第2625冊目 プロフェッショナルの条件―いかに成果をあげ、成長するか P・F. ドラッカー (著), Peter F. Drucker (原著), 上田 惇生 (翻訳)


  • フィードバック分析からわかること


フィードバック分析から、いくつかの行うべきことが明らかになる。第一は、明らかになった強みに集中することである。成果を生み出すものに集中することである。


第二は、その強みをさらに伸ばすことである。フィードバック分析は、伸ばすべき技能や新たに身につけるべき知識を明らかにする。更新すべき技能や知識を教える。同時に、自らの技能や知識の欠陥を教える。
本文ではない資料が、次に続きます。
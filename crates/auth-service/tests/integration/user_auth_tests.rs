//! Integration tests for signup, login and the user endpoints

use auth_test_utils::{
    TestAuthServer, TokenAssertions, TEST_EMAIL_ALICE, TEST_EMAIL_BOB, TEST_FULL_NAME_ALICE,
    TEST_FULL_NAME_BOB, TEST_PASSWORD, TEST_WRONG_PASSWORD,
};
use reqwest::StatusCode;

// ============================================================================
// Signup
// ============================================================================

#[tokio::test]
async fn test_signup_returns_public_user() -> Result<(), anyhow::Error> {
    let server = TestAuthServer::spawn().await?;

    let response = server
        .signup(TEST_EMAIL_ALICE, TEST_PASSWORD, TEST_FULL_NAME_ALICE)
        .await?;

    assert_eq!(response.status(), StatusCode::OK);
    let body: serde_json::Value = response.json().await?;
    assert_eq!(body["email"], TEST_EMAIL_ALICE);
    assert_eq!(body["fullName"], TEST_FULL_NAME_ALICE);
    assert!(body["id"].as_i64().is_some());
    assert!(body["createdAt"].is_string());
    assert!(
        body.get("passwordHash").is_none() && body.get("password").is_none(),
        "Signup response must not carry credentials"
    );

    Ok(())
}

#[tokio::test]
async fn test_signup_duplicate_email_conflicts() -> Result<(), anyhow::Error> {
    let server = TestAuthServer::spawn().await?;
    server
        .signup(TEST_EMAIL_ALICE, TEST_PASSWORD, TEST_FULL_NAME_ALICE)
        .await?;

    let response = server
        .signup(TEST_EMAIL_ALICE, "another-password", "Impostor")
        .await?;

    assert_eq!(response.status(), StatusCode::CONFLICT);
    let body: serde_json::Value = response.json().await?;
    assert_eq!(body["error"]["code"], "EMAIL_ALREADY_REGISTERED");

    Ok(())
}

#[tokio::test]
async fn test_signup_validation_messages() -> Result<(), anyhow::Error> {
    let server = TestAuthServer::spawn().await?;
    let too_long_email = format!("{}@example.com", "a".repeat(89));

    let cases = [
        ("", TEST_PASSWORD, "Alice", "Email is required"),
        ("not-an-email", TEST_PASSWORD, "Alice", "Email should be valid"),
        (TEST_EMAIL_ALICE, "", "Alice", "Password is required"),
        (TEST_EMAIL_ALICE, TEST_PASSWORD, "  ", "Full name is required"),
        (
            too_long_email.as_str(),
            TEST_PASSWORD,
            "Alice",
            "Email must be at most 100 characters",
        ),
    ];

    for (email, password, full_name, message) in cases {
        let response = server.signup(email, password, full_name).await?;
        assert_eq!(
            response.status(),
            StatusCode::BAD_REQUEST,
            "case {message:?}"
        );
        let body: serde_json::Value = response.json().await?;
        assert_eq!(body["error"]["code"], "VALIDATION_FAILED");
        assert_eq!(body["error"]["message"], message);
    }

    Ok(())
}

// ============================================================================
// Login
// ============================================================================

#[tokio::test]
async fn test_login_issues_token_for_email() -> Result<(), anyhow::Error> {
    let server = TestAuthServer::spawn().await?;
    server
        .signup(TEST_EMAIL_ALICE, TEST_PASSWORD, TEST_FULL_NAME_ALICE)
        .await?;

    let response = server.login(TEST_EMAIL_ALICE, TEST_PASSWORD).await?;

    assert_eq!(response.status(), StatusCode::OK);
    let body: serde_json::Value = response.json().await?;
    assert_eq!(body["expiresIn"], 3_600_000);

    let token = body["token"].as_str().unwrap_or_default().to_string();
    token
        .assert_valid_jwt()
        .assert_for_subject(TEST_EMAIL_ALICE)
        .assert_lifetime_secs(3_600);

    Ok(())
}

#[tokio::test]
async fn test_login_failures_are_indistinguishable() -> Result<(), anyhow::Error> {
    let server = TestAuthServer::spawn().await?;
    server
        .signup(TEST_EMAIL_ALICE, TEST_PASSWORD, TEST_FULL_NAME_ALICE)
        .await?;

    let wrong_password = server.login(TEST_EMAIL_ALICE, TEST_WRONG_PASSWORD).await?;
    let unknown_user = server.login(TEST_EMAIL_BOB, TEST_PASSWORD).await?;

    assert_eq!(wrong_password.status(), StatusCode::UNAUTHORIZED);
    assert_eq!(unknown_user.status(), StatusCode::UNAUTHORIZED);

    let a: serde_json::Value = wrong_password.json().await?;
    let b: serde_json::Value = unknown_user.json().await?;
    assert_eq!(a, b, "Unknown email and wrong password must look the same");

    Ok(())
}

// ============================================================================
// User endpoints
// ============================================================================

#[tokio::test]
async fn test_me_returns_token_owner() -> Result<(), anyhow::Error> {
    let server = TestAuthServer::spawn().await?;
    let alice = server
        .register_and_login(TEST_EMAIL_ALICE, TEST_PASSWORD)
        .await?;
    let bob = server
        .register_and_login(TEST_EMAIL_BOB, TEST_PASSWORD)
        .await?;

    let body: serde_json::Value = server.get_with_token("/users/me", &alice).await?.json().await?;
    assert_eq!(body["email"], TEST_EMAIL_ALICE);

    let body: serde_json::Value = server.get_with_token("/users/me", &bob).await?.json().await?;
    assert_eq!(body["email"], TEST_EMAIL_BOB);

    Ok(())
}

#[tokio::test]
async fn test_list_users_requires_token() -> Result<(), anyhow::Error> {
    let server = TestAuthServer::spawn().await?;
    server
        .signup(TEST_EMAIL_ALICE, TEST_PASSWORD, TEST_FULL_NAME_ALICE)
        .await?;

    let anonymous = server.get("/users/").await?;
    assert_eq!(anonymous.status(), StatusCode::UNAUTHORIZED);

    Ok(())
}

#[tokio::test]
async fn test_list_users_returns_everyone() -> Result<(), anyhow::Error> {
    let server = TestAuthServer::spawn().await?;
    server
        .signup(TEST_EMAIL_BOB, TEST_PASSWORD, TEST_FULL_NAME_BOB)
        .await?;
    let token = server
        .register_and_login(TEST_EMAIL_ALICE, TEST_PASSWORD)
        .await?;

    let response = server.get_with_token("/users/", &token).await?;

    assert_eq!(response.status(), StatusCode::OK);
    let body: Vec<serde_json::Value> = response.json().await?;
    let emails: Vec<_> = body.iter().filter_map(|u| u["email"].as_str()).collect();
    assert_eq!(emails, vec![TEST_EMAIL_BOB, TEST_EMAIL_ALICE]);

    Ok(())
}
無能でない程度の技能や知識であれば、よほどのことがないかぎり、誰でも手に入れることができる。


第三は、無能の元凶ともいうべき知的な傲慢を正すことである。多くの人たち、特に一つのことに優れた人たちは他の分野を馬鹿にする。他の知識などなくとも十分とする。ところが、フィードバック分析は、仕事の失敗が、知っているべきことを知らなかったためであったり、専門以外の知識を軽視したためであったことを明らかにする。


第四は、自らの悪癖を改めることである。行っていること、あるいは行っていないことのうち、仕事ぶりを改善し成果をあげるうえで邪魔になっていることを改めなければならない。フィードバック分析では、それらが明らかになる。


第五は、人への対し方が悪くて、みすみす成果をあげられなくすることを避けることである。頭のよい人たち、特に若い人たちは、人への対し方が潤滑油であることを知らないことが多い。


第六は、行っても成果のあがらないことは行わないことである。フィードバック分析は、そのような無駄を明らかにする。いかなる能力が足りないかを明らかにする。人には、苦手なものはいくつもある。超一流の技能や知識をもつ者は少ない。そのくせ人には、並の才能や技能さえもちえない分野がたくさんある。そのような分野では、仕事を引き受けてはならに。


第七は、努力しても並にしかなれない分野に無駄な時間を使わないことである。強みに集中すべきである。無駄を並の水準にするには、一流を超一流にするよりも、はるかに多くのエネルギーを必要とする。しかるに、多くの人たち、組織、そして学校の先生方が、無能を並にすることに懸命になっている。資源にしても時間にしても、強みをもとに、スターを生むために使うべきである。